I contacted several people about their posts, including firstname.lastname@example.org, who had posted some pictures of a three bedroom, two bathroom single family home supposedly on Wendley Road for $700 a month.
I pounded out a quick email and included my phone number. About two days later, I got an unsigned email back from that account. I’ll share some of the message: “(I) am the owner of the home and i bid for a portion of petroleum land a while back in West Africa and fortunately I just won the bidding so I had to move quickly down to Africa to have my company set up because I still have to rebid for it in the next 4 to 5 years.
“I came over here with my wife and two kids and before we got here i thought of selling the home but had to change my mind because of my wife, she preferred we had it up on the rental market I had to look for an agent, after getting one, we got a deal but later we found out that he was renting it out for a higher price than what we agreed on and i don't want an occupant that will be paying a lot and not have time for the home because of the price of the home.
“If you notice, you will discovered that the price we are offering is far below standard price, this is enough for you to know that we are not after the rental fee so I contacted the Agent back and requested for my keys and documents the maintenance of the home is far more important to me.”
So, it’s pretty clear this is a scam. The author of the email goes on write to that after I fill out an application form and send $1,200 for a deposit and first month’s rent that the owner will mail me the keys. Of course, because the owner is in West Africa presumably drilling for petroleum, I would not be able to see the place until I sent the cash.
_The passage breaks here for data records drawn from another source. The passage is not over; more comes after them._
//! Deletion executor.
//!
//! An explicit state machine gating every remote deletion:
//!
//! ```text
//! Idle -> ModeSelected(Simulate) ------------> Executing -> Completed
//! Idle -> ModeSelected(Commit) -> Confirmed -> Executing -> Completed
//! ```
//!
//! Commit cannot reach `Executing` without passing both confirmations.
//! Each deletion attempt produces its own outcome; a failure never stops the
//! remaining attempts.

use std::fmt;
use std::str::FromStr;
use std::sync::Arc;

use acr_sweep_core::error::{Result, SweepError};
use acr_sweep_core::{DeletionOutcome, Digest, Manifest, UnusedManifest};
use serde::{Deserialize, Serialize};
use tokio::sync::{watch, Semaphore};

use crate::client::{Clock, Operator, RegistryClient};

/// Exact token the operator must type before a commit run.
pub const CONFIRMATION_TOKEN: &str = "DELETE";

/// How deletions are carried out.
#[derive(Debug, Clone, Copy, PartialEq, Eq, Serialize, Deserialize)]
#[serde(rename_all = "lowercase")]
pub enum DeletionMode {
    /// Report what would be deleted, touch nothing
    Simulate,
    /// Delete for real
    Commit,
}

impl DeletionMode {
    pub fn as_str(&self) -> &'static str {
        match self {
            DeletionMode::Simulate => "simulate",
            DeletionMode::Commit => "commit",
        }
    }
}

impl fmt::Display for DeletionMode {
    fn fmt(&self, f: &mut fmt::Formatter<'_>) -> fmt::Result {
        f.write_str(self.as_str())
    }
}

impl FromStr for DeletionMode {
    type Err = SweepError;

    fn from_str(s: &str) -> Result<Self> {
        match s.trim().to_ascii_lowercase().as_str() {
            "1" | "simulate" | "mock" => Ok(DeletionMode::Simulate),
            "2" | "commit" | "hard" => Ok(DeletionMode::Commit),
            other => Err(SweepError::InvalidMode(other.to_string())),
        }
    }
}

/// Executor state.
#[derive(Debug, Clone, Copy, PartialEq, Eq, Serialize, Deserialize)]
pub enum ExecutorState {
    Idle,
    ModeSelected(DeletionMode),
    /// Commit mode, both confirmations passed
    Confirmed,
    Executing(DeletionMode),
    Completed,
}

impl fmt::Display for ExecutorState {
    fn fmt(&self, f: &mut fmt::Formatter<'_>) -> fmt::Result {
        match self {
            ExecutorState::Idle => write!(f, "idle"),
            ExecutorState::ModeSelected(mode) => write!(f, "mode_selected({})", mode),
            ExecutorState::Confirmed => write!(f, "confirmed"),
            ExecutorState::Executing(mode) => write!(f, "executing({})", mode),
            ExecutorState::Completed => write!(f, "completed"),
        }
    }
}

/// True for a loose affirmative answer (`y` / `yes`, any case).
pub fn is_affirmative(answer: &str) -> bool {
    matches!(answer.trim().to_ascii_lowercase().as_str(), "y" | "yes")
}

/// A deletion that a simulate run would have made.
#[derive(Debug, Clone, PartialEq, Eq, Serialize, Deserialize)]
pub struct SimulatedDeletion {
    pub repository: String,
    pub digest: Digest,
    pub command: String,
}

/// Result of one execution.
#[derive(Debug, Clone, PartialEq, Serialize, Deserialize)]
pub struct ExecutionReport {
    pub mode: DeletionMode,
    /// Simulate only
    pub simulated: Vec<SimulatedDeletion>,
    /// Commit only, ordered oldest manifest first
    pub outcomes: Vec<DeletionOutcome>,
    pub cancelled: bool,
    /// Manifests never attempted because of cancellation
    pub not_attempted: usize,
}

impl ExecutionReport {
    /// A report with nothing simulated or attempted.
    pub fn empty(mode: DeletionMode) -> Self {
        Self {
            mode,
            simulated: Vec::new(),
            outcomes: Vec::new(),
            cancelled: false,
            not_attempted: 0,
        }
    }

    pub fn attempted(&self) -> usize {
        self.outcomes.len()
    }

    pub fn succeeded(&self) -> usize {
        self.outcomes.iter().filter(|o| o.succeeded).count()
    }

    pub fn failed(&self) -> usize {
        self.attempted() - self.succeeded()
    }

    pub fn failures(&self) -> impl Iterator<Item = &DeletionOutcome> {
        self.outcomes.iter().filter(|o| !o.succeeded)
    }

    /// Percentage of attempts that succeeded, rounded to 2 decimals. 100 when
    /// nothing was attempted, since nothing failed.
    pub fn success_rate(&self) -> f64 {
        if self.outcomes.is_empty() {
            return 100.0;
        }
        let rate = self.succeeded() as f64 / self.attempted() as f64 * 100.0;
        (rate * 100.0).round() / 100.0
    }
}

/// Drives the deletion state machine against a [`RegistryClient`].
pub struct DeletionExecutor {
    client: Arc<dyn RegistryClient>,
    clock: Arc<dyn Clock>,
    concurrency: usize,
    state: ExecutorState,
}

impl DeletionExecutor {
    pub fn new(client: Arc<dyn RegistryClient>, clock: Arc<dyn Clock>, concurrency: usize) -> Self {
        Self {
            client,
            clock,
            concurrency: concurrency.max(1),
            state: ExecutorState::Idle,
        }
    }

    pub fn state(&self) -> ExecutorState {
        self.state
    }

    /// Select the deletion mode from raw operator input.
    ///
    /// Anything but the two accepted modes is rejected and the executor stays
    /// `Idle`.
    pub fn select_mode(&mut self, choice: &str) -> Result<DeletionMode> {
        if self.state != ExecutorState::Idle {
            return Err(self.invalid("mode_selected"));
        }
        let mode = match choice.parse::<DeletionMode>() {
            Ok(mode) => mode,
            Err(e) => {
                tracing::warn!(choice = %choice.trim(), "Invalid deletion mode");
                return Err(e);
            }
        };
        tracing::info!(mode = %mode, "Deletion mode selected");
        self.state = ExecutorState::ModeSelected(mode);
        Ok(mode)
    }

    /// Run both commit confirmations.
    ///
    /// The operator must first answer yes, then type [`CONFIRMATION_TOKEN`]
    /// exactly. Any other answer returns the executor to `Idle`.
    pub fn confirm(&mut self, operator: &dyn Operator, pending: usize) -> Result<()> {
        if self.state != ExecutorState::ModeSelected(DeletionMode::Commit) {
            return Err(self.invalid("confirmed"));
        }

        let question = format!(
            "Permanently delete {} manifest(s) from {}?",
            pending,
            self.client.login_server()
        );
        if !operator.confirm(&question)? {
            return Err(self.reject("deletion not confirmed"));
        }

        let prompt = format!("Type {} to proceed", CONFIRMATION_TOKEN);
        let token = operator.read_token(&prompt)?;
        if token.trim() != CONFIRMATION_TOKEN {
            return Err(self.reject("confirmation token mismatch"));
        }

        tracing::info!(pending, "Deletion confirmed");
        self.state = ExecutorState::Confirmed;
        Ok(())
    }

    /// Execute the selected mode over `manifests`.
    ///
    /// `cancel` is checked before each new attempt. Deletions already in
    /// flight are allowed to finish.
    pub async fn execute(
        &mut self,
        manifests: &[UnusedManifest],
        cancel: watch::Receiver<bool>,
    ) -> Result<ExecutionReport> {
        let mode = match self.state {
            ExecutorState::ModeSelected(DeletionMode::Simulate) => DeletionMode::Simulate,
            ExecutorState::Confirmed => DeletionMode::Commit,
            _ => return Err(self.invalid("executing")),
        };
        self.state = ExecutorState::Executing(mode);
        tracing::info!(mode = %mode, manifests = manifests.len(), "Executing deletion plan");

        let report = match mode {
            DeletionMode::Simulate => self.simulate(manifests, &cancel),
            DeletionMode::Commit => self.commit(manifests, &cancel).await,
        };

        self.state = ExecutorState::Completed;
        if report.cancelled {
            tracing::warn!(not_attempted = report.not_attempted, "Execution cancelled");
        }
        Ok(report)
    }

    /// Abandon the run from any state.
    pub fn cancel(&mut self) {
        tracing::info!(from = %self.state, "Executor cancelled");
        self.state = ExecutorState::Completed;
    }

    fn simulate(&self, manifests: &[UnusedManifest], cancel: &watch::Receiver<bool>) -> ExecutionReport {
        let mut report = ExecutionReport::empty(DeletionMode::Simulate);
        for (index, unused) in manifests.iter().enumerate() {
            if *cancel.borrow() {
                report.cancelled = true;
                report.not_attempted = manifests.len() - index;
                break;
            }
            let manifest = &unused.manifest;
            let command = self
                .client
                .describe_delete(&manifest.repository, &manifest.digest);
            tracing::debug!(command = %command, "Simulated deletion");
            report.simulated.push(SimulatedDeletion {
                repository: manifest.repository.clone(),
                digest: manifest.digest.clone(),
                command,
            });
        }
        report
    }

    async fn commit(&self, manifests: &[UnusedManifest], cancel: &watch::Receiver<bool>) -> ExecutionReport {
        let mut report = ExecutionReport::empty(DeletionMode::Commit);
        let total = manifests.len();
        let semaphore = Arc::new(Semaphore::new(self.concurrency));
        let mut handles = Vec::with_capacity(total);

        for (index, unused) in manifests.iter().enumerate() {
            let permit = match Arc::clone(&semaphore).acquire_owned().await {
                Ok(permit) => permit,
                Err(_) => {
                    report.not_attempted = total - index;
                    break;
                }
            };
            if *cancel.borrow() {
                report.cancelled = true;
                report.not_attempted = total - index;
                break;
            }

            let client = Arc::clone(&self.client);
            let clock = Arc::clone(&self.clock);
            let manifest = unused.manifest.clone();
            tracing::info!(
                image = %manifest.image_ref(),
                progress = %format!("{}/{}", index + 1, total),
                "Deleting manifest"
            );
            let task_manifest = manifest.clone();
            let handle = tokio::spawn(async move {
                let _permit = permit;
                delete_one(client.as_ref(), clock.as_ref(), &task_manifest).await
            });
            handles.push((manifest, handle));
        }

        let mut attempts: Vec<(Manifest, DeletionOutcome)> = Vec::with_capacity(handles.len());
        for (manifest, handle) in handles {
            let outcome = match handle.await {
                Ok(outcome) => outcome,
                Err(e) => DeletionOutcome::failure(
                    &manifest,
                    format!("deletion task failed: {}", e),
                    self.clock.now(),
                ),
            };
            attempts.push((manifest, outcome));
        }
        attempts.sort_by(|(a, _), (b, _)| a.sort_key().cmp(&b.sort_key()));
        report.outcomes = attempts.into_iter().map(|(_, outcome)| outcome).collect();

        tracing::info!(
            succeeded = report.succeeded(),
            failed = report.failed(),
            not_attempted = report.not_attempted,
            "Deletion finished"
        );
        report
    }

    fn invalid(&self, to: &str) -> SweepError {
        SweepError::InvalidTransition {
            from: self.state.to_string(),
            to: to.to_string(),
        }
    }

    fn reject(&mut self, reason: &str) -> SweepError {
        tracing::warn!(reason, "Deletion rejected by operator");
        self.state = ExecutorState::Idle;
        SweepError::ConfirmationRejected(reason.to_string())
    }
}

async fn delete_one(client: &dyn RegistryClient, clock: &dyn Clock, manifest: &Manifest) -> DeletionOutcome {
    let attempted_at = clock.now();
    match client
        .delete_manifest(&manifest.repository, &manifest.digest)
        .await
    {
        Ok(()) => {
            tracing::info!(image = %manifest.image_ref(), "Deleted manifest");
            DeletionOutcome::success(manifest, attempted_at)
        }
        Err(e) => {
            tracing::warn!(image = %manifest.image_ref(), error = %e, "Failed to delete manifest");
            DeletionOutcome::failure(manifest, e.to_string(), attempted_at)
        }
    }
}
I emailed the “owner” to ask some follow-up questions for the purpose of learning more about how the hoax works. I didn’t get a reply, but a man claiming to be the owner called me from an international number and tried to assure me that if I didn’t like the house, I would get my money back. I confronted him and told him I was a newspaper reporter, and he hung up on me.
After that I ditched cyber space in favor of a return to shoe-leather house hunting with my agent. He took me to two places in Hampden, one of which I said I wanted on the spot.
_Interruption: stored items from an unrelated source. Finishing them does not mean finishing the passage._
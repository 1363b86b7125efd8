//! Segment–circle and segment–arc intersection.

use crate::primitives::{Edge2, Point2};
use crate::sector::{classify, PointInSector, Sector};
use num_traits::Float;

/// Tests whether a segment passes strictly inside a circle.
///
/// Compares the squared distance from `centre` to the closest point of the
/// segment against `radius_squared`. Tangent segments do not count: an edge
/// that only grazes the sight circle cannot hide anything inside it.
#[inline]
pub fn segment_intersects_circle<F: Float>(
    segment: &Edge2<F>,
    centre: Point2<F>,
    radius_squared: F,
) -> bool {
    segment.distance_squared_to_point(centre) < radius_squared
}

/// Outcome of intersecting a segment with a sector's arc.
#[derive(Debug, Clone, PartialEq)]
pub enum ArcIntersection<F> {
    /// The segment crosses the arc; the crossing points (one or two) that
    /// lie within the cone.
    Within(Vec<Point2<F>>),
    /// Both circle crossings lie behind the observer, so the segment cannot
    /// cut the sector at all.
    Behind,
}

/// Intersects a segment with the arc of `sector`.
///
/// Substitutes the segment's parametric form into the circle equation and
/// solves the quadratic with the cancellation-free root formula, branching
/// on the sign of the linear coefficient. Only roots in `[0, 1]` are kept,
/// and of those only points classified [`PointInSector::Within`] are
/// returned.
///
/// Returns `None` when the segment's line misses or touches the circle, when
/// both roots fall off the segment, and when the crossings found are neither
/// within the cone nor both behind the observer.
pub fn segment_arc_intersection<F: Float>(
    segment: &Edge2<F>,
    sector: &Sector<F>,
    eps: F,
) -> Option<ArcIntersection<F>> {
    let delta = segment.start() - sector.centre();
    let b = segment.direction().dot(delta);
    let a = segment.length_squared();
    let c = delta.magnitude_squared() - sector.radius_squared();
    let discriminant = b * b - a * c;

    // Only secants give angle points
    if discriminant <= F::zero() {
        return None;
    }

    let root = discriminant.sqrt();
    let (t1, t2) = if b >= F::zero() {
        let q = b + root;
        (-q / a, -c / q)
    } else {
        let q = root - b;
        (c / q, q / a)
    };

    let unit = F::zero()..=F::one();
    let mut crossings: [Option<PointInSector>; 2] = [None, None];
    let mut points = Vec::with_capacity(2);
    for (slot, t) in crossings.iter_mut().zip([t1, t2]) {
        if unit.contains(&t) {
            let p = segment.point_at(t);
            let class = classify(p, sector, eps);
            if class == PointInSector::Within {
                points.push(p);
            }
            *slot = Some(class);
        }
    }

    match crossings {
        // Contained in the circle: may still cut the cone, but not the arc
        [None, None] => None,
        [Some(PointInSector::Behind), Some(PointInSector::Behind)] => {
            Some(ArcIntersection::Behind)
        }
        _ if !points.is_empty() => Some(ArcIntersection::Within(points)),
        _ => None,
    }
}

#[cfg(test)]
mod tests {
    use super::*;
    use crate::primitives::Vec2;
    use approx::assert_relative_eq;
    use std::f64::consts::FRAC_PI_4;

    const EPS: f64 = 0.075;

    fn east_sector() -> Sector<f64> {
        Sector::new(Point2::new(0.0, 0.0), Vec2::unit_x(), 10.0, FRAC_PI_4)
    }

    #[test]
    fn test_circle_hit_and_miss() {
        let centre = Point2::new(0.0, 0.0);
        let through = Edge2::segment(Point2::new(-20.0, 5.0), Point2::new(20.0, 5.0));
        assert!(segment_intersects_circle(&through, centre, 100.0));
        let far = Edge2::segment(Point2::new(-20.0, 15.0), Point2::new(20.0, 15.0));
        assert!(!segment_intersects_circle(&far, centre, 100.0));
    }

    #[test]
    fn test_circle_tangent_does_not_count() {
        let tangent = Edge2::segment(Point2::new(-20.0, 10.0), Point2::new(20.0, 10.0));
        assert!(!segment_intersects_circle(&tangent, Point2::new(0.0, 0.0), 100.0));
    }

    #[test]
    fn test_circle_short_segment_clamps() {
        // Carrier line passes through the centre, but the segment stops short
        let short = Edge2::segment(Point2::new(11.0, 0.0), Point2::new(30.0, 0.0));
        assert!(!segment_intersects_circle(&short, Point2::new(0.0, 0.0), 100.0));
    }

    #[test]
    fn test_arc_single_crossing() {
        let s = east_sector();
        let seg = Edge2::segment(Point2::new(5.0, 0.0), Point2::new(15.0, 0.0));
        match segment_arc_intersection(&seg, &s, EPS) {
            Some(ArcIntersection::Within(points)) => {
                assert_eq!(points.len(), 1);
                assert_relative_eq!(points[0].x, 10.0, epsilon = 1e-9);
                assert_relative_eq!(points[0].y, 0.0, epsilon = 1e-9);
            }
            other => panic!("expected a crossing, got {:?}", other),
        }
    }

    #[test]
    fn test_arc_double_crossing() {
        // Vertical chord x = 8 cuts the circle at y = ±6, both inside the cone
        let s = east_sector();
        let seg = Edge2::segment(Point2::new(8.0, -20.0), Point2::new(8.0, 20.0));
        match segment_arc_intersection(&seg, &s, EPS) {
            Some(ArcIntersection::Within(points)) => {
                assert_eq!(points.len(), 2);
                let mut ys: Vec<f64> = points.iter().map(|p| p.y).collect();
                ys.sort_by(|a, b| a.partial_cmp(b).unwrap());
                assert_relative_eq!(ys[0], -6.0, epsilon = 1e-9);
                assert_relative_eq!(ys[1], 6.0, epsilon = 1e-9);
            }
            other => panic!("expected two crossings, got {:?}", other),
        }
    }

    #[test]
    fn test_arc_behind() {
        let s = east_sector();
        let seg = Edge2::segment(Point2::new(-5.0, -20.0), Point2::new(-5.0, 20.0));
        assert_eq!(segment_arc_intersection(&seg, &s, EPS), Some(ArcIntersection::Behind));
    }

    #[test]
    fn test_arc_crossing_outside_cone() {
        // Crosses the circle at (6, ±8): in front, but wider than 45 degrees
        let s = east_sector();
        let seg = Edge2::segment(Point2::new(6.0, -20.0), Point2::new(6.0, 20.0));
        assert_eq!(segment_arc_intersection(&seg, &s, EPS), None);
    }

    #[test]
    fn test_arc_contained_segment() {
        let s = east_sector();
        let seg = Edge2::segment(Point2::new(2.0, -1.0), Point2::new(4.0, 1.0));
        assert_eq!(segment_arc_intersection(&seg, &s, EPS), None);
    }

    #[test]
    fn test_arc_miss() {
        let s = east_sector();
        let seg = Edge2::segment(Point2::new(20.0, -5.0), Point2::new(20.0, 5.0));
        assert_eq!(segment_arc_intersection(&seg, &s, EPS), None);
    }
}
The house is terrific – two bedrooms with new carpeting, a remodeled bathroom, a good sized living room and dining room and a full basement with a second bathroom and finished office, a garage and small backyard. The kitchen is tiny and outdated, but I don’t cook anyway.
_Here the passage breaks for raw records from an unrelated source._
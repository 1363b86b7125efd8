//! Render the four-obstacle demo scene as SVG.
//!
//! Run with: cargo run --example scene > scene.svg
//!
//! Optionally pass the observer as `x y dir_x dir_y`:
//! cargo run --example scene -- 420 230 -1 0.2 > scene.svg

use sightcone::io::{polygon_to_svg_path, sector_to_svg_path, visibility_to_svg_path};
use sightcone::{FieldOfView, FovConfig, Observer, Point2, Scene, Vec2};
use std::env;

/// Simple SVG builder
struct Svg {
    content: String,
}

impl Svg {
    fn new() -> Self {
        Self {
            content: String::new(),
        }
    }

    fn path(&mut self, d: &str, fill: &str, stroke: &str, stroke_width: f64) {
        self.content.push_str(&format!(
            r#"<path d="{}" fill="{}" stroke="{}" stroke-width="{}"/>"#,
            d, fill, stroke, stroke_width
        ));
    }

    fn dashed(&mut self, d: &str, stroke: &str) {
        self.content.push_str(&format!(
            r#"<path d="{}" fill="none" stroke="{}" stroke-width="1" stroke-dasharray="4 3"/>"#,
            d, stroke
        ));
    }

    fn circle(&mut self, p: Point2<f64>, r: f64, fill: &str) {
        self.content.push_str(&format!(
            r#"<circle cx="{:.2}" cy="{:.2}" r="{}" fill="{}"/>"#,
            p.x, p.y, r, fill
        ));
    }

    fn to_string(&self, width: f64, height: f64) -> String {
        format!(
            r#"<svg xmlns="http://www.w3.org/2000/svg" width="{}" height="{}" viewBox="0 0 {} {}">{}</svg>"#,
            width, height, width, height, self.content
        )
    }
}

const USAGE: &str = "usage: scene [x y dir_x dir_y]";

fn observer_from_args() -> Observer<f64> {
    let default = Observer::new(Point2::new(374.0, 203.0), Vec2::new(-0.707, 0.707));
    let args: Result<Vec<f64>, _> = env::args().skip(1).map(|a| a.parse::<f64>()).collect();
    match args {
        Ok(args) => match args.as_slice() {
            [] => default,
            [x, y, dx, dy] => Observer::new(Point2::new(*x, *y), Vec2::new(*dx, *dy)),
            _ => {
                eprintln!("{}; using the default observer", USAGE);
                default
            }
        },
        Err(err) => {
            eprintln!("{} ({}); using the default observer", USAGE, err);
            default
        }
    }
}

fn main() {
    let scene = Scene::from_coords(&[
        &[100.0, 100.0, 200.0, 100.0, 200.0, 200.0, 100.0, 200.0][..],
        &[230.0, 50.0, 350.0, 70.0, 330.0, 140.0, 305.0, 90.0][..],
        &[475.0, 56.0, 475.0, 360.0, 616.0, 360.0, 616.0, 56.0][..],
        &[374.0, 300.0, 374.0, 450.0, 400.0, 400.0][..],
    ])
    .expect("demo scene is well formed");

    let observer = observer_from_args();
    let mut fov = FieldOfView::new(FovConfig::default()).expect("default config is valid");
    fov.update(&scene, &observer);

    let mut svg = Svg::new();
    svg.path("M 0 0 L 700 0 L 700 500 L 0 500 Z", "#1e1e24", "none", 0.0);
    if let Some(sector) = fov.sector() {
        svg.dashed(&sector_to_svg_path(sector), "#6c6c80");
    }
    svg.path(
        &visibility_to_svg_path(fov.visibility()),
        "rgba(255, 230, 140, 0.45)",
        "#ffe68c",
        1.0,
    );
    for polygon in scene.polygons() {
        svg.path(&polygon_to_svg_path(polygon), "#4a5a78", "#9fb0d0", 1.5);
    }
    for &p in fov.angle_points() {
        svg.circle(p, 1.5, "#e05050");
    }
    svg.circle(observer.location(), 4.0, "#ffffff");

    let target = Point2::new(150.0, 330.0);
    let seen = fov.is_point_visible(&scene, target);
    svg.circle(target, 5.0, if seen { "#60d060" } else { "#808080" });

    println!("{}", svg.to_string(700.0, 500.0));
    eprintln!(
        "{} boundary vertices, {} blocking edges, target {}",
        fov.visibility().len(),
        fov.blocking_edges().len(),
        if seen { "visible" } else { "hidden" }
    );
}
//! Error types for sightcone construction.
//!
//! Only building a scene or a configuration can fail. The per-frame kernel
//! tolerates every degenerate configuration it can meet and never errors.

use thiserror::Error;

/// Errors raised while validating scene geometry or kernel parameters.
#[derive(Debug, Clone, PartialEq, Error)]
pub enum FovError {
    /// Sight radius is not a finite positive number.
    #[error("sight radius must be finite and positive, got {0}")]
    InvalidRadius(f64),

    /// Half-aperture lies outside (0, π/2].
    #[error("half-aperture must lie in (0, π/2] radians, got {0}")]
    InvalidAperture(f64),

    /// Tolerance is negative or not finite.
    #[error("tolerance must be finite and non-negative, got {0}")]
    InvalidTolerance(f64),

    /// Auxiliary ray tilt lies outside (0, π/2).
    #[error("auxiliary ray tilt must lie in (0, π/2) radians, got {0}")]
    InvalidTilt(f64),

    /// A polygon was given fewer than two vertices.
    #[error("polygon needs at least 2 vertices, got {count}")]
    TooFewVertices {
        /// Number of vertices supplied.
        count: usize,
    },

    /// A flat coordinate list had an odd number of values.
    #[error("coordinate list must hold x, y pairs, got {count} values")]
    OddCoordinateCount {
        /// Number of values supplied.
        count: usize,
    },
}
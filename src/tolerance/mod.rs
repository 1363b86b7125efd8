//! Epsilon-aware geometric predicates.
//!
//! All functions in this module take explicit tolerance parameters.
//! No hidden epsilons are used.

mod predicates;

pub use predicates::{are_parallel, is_zero, orientation, point_on_line, Orientation};
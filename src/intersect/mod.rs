//! Intersection tests between edges, rays, the sight circle and its arc.

mod circle;
mod lines;

pub use circle::{segment_arc_intersection, segment_intersects_circle, ArcIntersection};
pub use lines::{line_intersection, LineIntersection};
Coldwell Banker, which was handling the application for the homeowner, had an intense screening process that included a credit check on myself and my husband, copies of our driver’s licenses and salary data from our jobs. My application was in running with someone else’s, and because it was the best place I had seen in my price range and we were up against a deadline, I offered an extra $25 a month.
As I write this, we’ve been in our place for four days. And despite a few hiccups moving in (our box spring wouldn’t fit upstairs), things went smoothly. We didn’t make it within walking distance of the stadiums or the Inner Harbor, but there is a city bus stop near our front door and my first piece of mail at our new place was a pair of Orioles tickets I had ordered for the opening series.